- Assignment: What lines in the records below contain the string "team"? Copy every one.

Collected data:
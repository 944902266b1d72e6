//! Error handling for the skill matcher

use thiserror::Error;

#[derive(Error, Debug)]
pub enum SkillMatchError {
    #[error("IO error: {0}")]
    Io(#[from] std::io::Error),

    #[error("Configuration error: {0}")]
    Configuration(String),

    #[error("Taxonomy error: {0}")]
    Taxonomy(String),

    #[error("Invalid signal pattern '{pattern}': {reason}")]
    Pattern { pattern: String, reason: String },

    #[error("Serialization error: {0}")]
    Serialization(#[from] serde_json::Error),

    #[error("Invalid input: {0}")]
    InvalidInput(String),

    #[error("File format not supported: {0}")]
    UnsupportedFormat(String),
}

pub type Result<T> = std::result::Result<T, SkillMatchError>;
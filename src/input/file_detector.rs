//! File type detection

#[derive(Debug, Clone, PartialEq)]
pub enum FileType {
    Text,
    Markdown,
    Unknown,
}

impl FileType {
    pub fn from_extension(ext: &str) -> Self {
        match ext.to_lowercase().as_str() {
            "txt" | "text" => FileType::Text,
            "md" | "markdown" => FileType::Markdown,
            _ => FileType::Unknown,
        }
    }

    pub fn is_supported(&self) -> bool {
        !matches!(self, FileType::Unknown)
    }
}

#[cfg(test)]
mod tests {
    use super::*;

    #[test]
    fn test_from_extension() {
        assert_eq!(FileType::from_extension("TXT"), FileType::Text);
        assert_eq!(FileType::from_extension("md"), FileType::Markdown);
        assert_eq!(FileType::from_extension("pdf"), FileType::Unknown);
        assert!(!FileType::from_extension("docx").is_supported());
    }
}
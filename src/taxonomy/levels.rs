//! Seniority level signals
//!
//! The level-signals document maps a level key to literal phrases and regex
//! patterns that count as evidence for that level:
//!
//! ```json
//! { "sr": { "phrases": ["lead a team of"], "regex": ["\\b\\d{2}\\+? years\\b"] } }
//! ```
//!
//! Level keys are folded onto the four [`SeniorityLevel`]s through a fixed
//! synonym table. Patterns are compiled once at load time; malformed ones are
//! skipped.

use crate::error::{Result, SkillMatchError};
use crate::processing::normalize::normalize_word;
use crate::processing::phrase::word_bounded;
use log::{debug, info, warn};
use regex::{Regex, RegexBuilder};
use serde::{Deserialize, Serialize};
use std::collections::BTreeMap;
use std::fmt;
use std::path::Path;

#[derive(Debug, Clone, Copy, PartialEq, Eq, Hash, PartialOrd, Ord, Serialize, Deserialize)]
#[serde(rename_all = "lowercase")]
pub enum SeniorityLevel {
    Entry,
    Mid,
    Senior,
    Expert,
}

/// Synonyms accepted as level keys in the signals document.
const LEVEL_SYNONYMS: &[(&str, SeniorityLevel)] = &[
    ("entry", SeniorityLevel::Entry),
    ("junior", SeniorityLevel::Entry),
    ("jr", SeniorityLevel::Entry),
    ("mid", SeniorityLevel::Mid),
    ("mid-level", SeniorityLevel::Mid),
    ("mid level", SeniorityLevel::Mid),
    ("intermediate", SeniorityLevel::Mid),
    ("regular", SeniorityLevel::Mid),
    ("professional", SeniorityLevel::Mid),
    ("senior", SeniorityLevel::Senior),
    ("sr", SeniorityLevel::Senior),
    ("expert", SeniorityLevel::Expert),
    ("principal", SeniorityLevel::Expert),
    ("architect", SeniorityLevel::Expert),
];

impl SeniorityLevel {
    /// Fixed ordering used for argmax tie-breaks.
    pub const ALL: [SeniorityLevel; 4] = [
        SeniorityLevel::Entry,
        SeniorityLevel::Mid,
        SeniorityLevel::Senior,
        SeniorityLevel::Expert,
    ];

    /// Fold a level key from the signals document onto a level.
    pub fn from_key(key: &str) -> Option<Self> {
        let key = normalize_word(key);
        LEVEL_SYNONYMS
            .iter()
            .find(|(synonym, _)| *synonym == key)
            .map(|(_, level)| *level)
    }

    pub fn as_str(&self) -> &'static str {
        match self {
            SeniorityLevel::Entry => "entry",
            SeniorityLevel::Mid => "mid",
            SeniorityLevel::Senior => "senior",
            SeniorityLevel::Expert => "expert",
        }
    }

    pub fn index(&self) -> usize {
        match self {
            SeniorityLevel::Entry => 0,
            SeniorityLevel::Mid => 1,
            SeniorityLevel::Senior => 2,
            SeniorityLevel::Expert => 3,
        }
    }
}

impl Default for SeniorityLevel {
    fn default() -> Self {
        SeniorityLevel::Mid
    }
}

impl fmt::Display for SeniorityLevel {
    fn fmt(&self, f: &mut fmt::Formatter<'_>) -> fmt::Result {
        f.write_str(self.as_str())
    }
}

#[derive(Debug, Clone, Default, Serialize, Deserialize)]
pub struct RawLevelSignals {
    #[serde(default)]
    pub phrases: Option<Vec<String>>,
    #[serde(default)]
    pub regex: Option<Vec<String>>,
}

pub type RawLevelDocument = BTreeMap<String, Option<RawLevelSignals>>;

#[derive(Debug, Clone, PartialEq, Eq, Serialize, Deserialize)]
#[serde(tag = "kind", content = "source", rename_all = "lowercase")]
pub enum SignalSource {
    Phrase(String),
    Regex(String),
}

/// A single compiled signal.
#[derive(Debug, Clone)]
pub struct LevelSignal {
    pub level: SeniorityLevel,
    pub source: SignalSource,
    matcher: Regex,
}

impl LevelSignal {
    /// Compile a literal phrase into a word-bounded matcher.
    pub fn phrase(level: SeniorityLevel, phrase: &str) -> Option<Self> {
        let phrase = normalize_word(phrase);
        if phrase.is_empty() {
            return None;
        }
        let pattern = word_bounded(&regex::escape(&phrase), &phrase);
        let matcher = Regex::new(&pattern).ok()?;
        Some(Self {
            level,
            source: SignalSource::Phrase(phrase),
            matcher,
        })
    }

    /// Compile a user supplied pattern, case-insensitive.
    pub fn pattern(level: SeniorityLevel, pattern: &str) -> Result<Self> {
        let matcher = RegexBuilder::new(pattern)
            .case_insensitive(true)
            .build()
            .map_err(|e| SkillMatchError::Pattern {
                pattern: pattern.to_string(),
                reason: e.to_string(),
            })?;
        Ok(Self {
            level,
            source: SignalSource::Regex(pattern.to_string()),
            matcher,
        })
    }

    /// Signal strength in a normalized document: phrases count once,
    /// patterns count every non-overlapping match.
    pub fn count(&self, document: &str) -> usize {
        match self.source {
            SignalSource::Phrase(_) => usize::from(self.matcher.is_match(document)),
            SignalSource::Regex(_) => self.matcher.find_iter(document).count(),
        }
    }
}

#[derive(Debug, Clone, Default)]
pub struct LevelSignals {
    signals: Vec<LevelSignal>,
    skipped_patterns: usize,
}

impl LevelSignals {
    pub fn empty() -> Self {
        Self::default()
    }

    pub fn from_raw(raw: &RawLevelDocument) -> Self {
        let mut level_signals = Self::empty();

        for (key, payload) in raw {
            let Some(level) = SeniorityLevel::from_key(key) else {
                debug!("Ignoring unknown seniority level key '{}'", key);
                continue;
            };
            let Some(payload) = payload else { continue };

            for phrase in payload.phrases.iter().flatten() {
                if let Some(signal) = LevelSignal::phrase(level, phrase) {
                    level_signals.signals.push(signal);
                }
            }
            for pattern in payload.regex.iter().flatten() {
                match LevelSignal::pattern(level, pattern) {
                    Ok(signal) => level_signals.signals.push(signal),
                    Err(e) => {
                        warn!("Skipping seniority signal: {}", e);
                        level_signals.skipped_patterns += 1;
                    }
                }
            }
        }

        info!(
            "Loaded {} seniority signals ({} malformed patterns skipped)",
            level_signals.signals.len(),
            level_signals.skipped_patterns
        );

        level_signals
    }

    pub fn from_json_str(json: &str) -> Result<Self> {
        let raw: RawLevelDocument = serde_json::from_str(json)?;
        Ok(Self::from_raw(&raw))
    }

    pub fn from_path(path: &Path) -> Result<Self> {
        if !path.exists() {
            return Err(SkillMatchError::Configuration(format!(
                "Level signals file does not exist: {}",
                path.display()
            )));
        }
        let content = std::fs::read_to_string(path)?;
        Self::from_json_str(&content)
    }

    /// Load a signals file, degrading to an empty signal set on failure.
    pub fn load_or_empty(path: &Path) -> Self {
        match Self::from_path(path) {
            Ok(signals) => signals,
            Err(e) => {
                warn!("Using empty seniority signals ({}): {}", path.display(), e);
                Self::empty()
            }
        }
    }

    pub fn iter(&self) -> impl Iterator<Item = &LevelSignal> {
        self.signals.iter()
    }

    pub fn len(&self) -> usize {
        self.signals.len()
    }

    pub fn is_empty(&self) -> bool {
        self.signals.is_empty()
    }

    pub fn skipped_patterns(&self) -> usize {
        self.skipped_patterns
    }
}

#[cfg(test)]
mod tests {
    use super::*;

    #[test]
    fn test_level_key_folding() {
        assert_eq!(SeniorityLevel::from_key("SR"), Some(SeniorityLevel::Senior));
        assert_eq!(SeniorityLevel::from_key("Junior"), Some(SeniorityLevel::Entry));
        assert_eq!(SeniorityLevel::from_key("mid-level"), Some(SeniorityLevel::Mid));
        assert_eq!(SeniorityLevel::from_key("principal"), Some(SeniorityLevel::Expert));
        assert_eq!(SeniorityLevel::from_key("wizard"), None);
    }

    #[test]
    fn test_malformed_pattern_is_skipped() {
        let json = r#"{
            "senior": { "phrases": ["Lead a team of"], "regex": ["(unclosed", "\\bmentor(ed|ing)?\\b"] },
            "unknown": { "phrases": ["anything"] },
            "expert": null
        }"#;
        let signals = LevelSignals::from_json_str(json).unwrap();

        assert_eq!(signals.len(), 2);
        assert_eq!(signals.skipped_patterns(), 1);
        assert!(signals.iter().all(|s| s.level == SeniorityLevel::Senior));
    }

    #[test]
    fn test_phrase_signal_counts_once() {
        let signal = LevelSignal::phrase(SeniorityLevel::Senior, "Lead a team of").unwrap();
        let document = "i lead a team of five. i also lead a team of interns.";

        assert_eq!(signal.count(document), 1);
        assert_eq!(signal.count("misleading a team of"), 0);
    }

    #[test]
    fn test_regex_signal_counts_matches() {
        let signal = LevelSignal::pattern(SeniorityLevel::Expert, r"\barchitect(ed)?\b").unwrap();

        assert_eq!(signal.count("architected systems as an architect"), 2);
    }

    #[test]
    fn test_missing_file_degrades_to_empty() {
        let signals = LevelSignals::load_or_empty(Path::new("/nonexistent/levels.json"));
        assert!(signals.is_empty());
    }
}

- The answer:
//! { "sr": { "phrases": ["lead a team of"], "regex": ["\\b\\d{2}\\+? years\\b"] } }
            "senior": { "phrases": ["Lead a team of"], "regex": ["(unclosed", "\\bmentor(ed|ing)?\\b"] },
        let signal = LevelSignal::phrase(SeniorityLevel::Senior, "Lead a team of").unwrap();
        let document = "i lead a team of five. i also lead a team of interns.";
        assert_eq!(signal.count("misleading a team of"), 0);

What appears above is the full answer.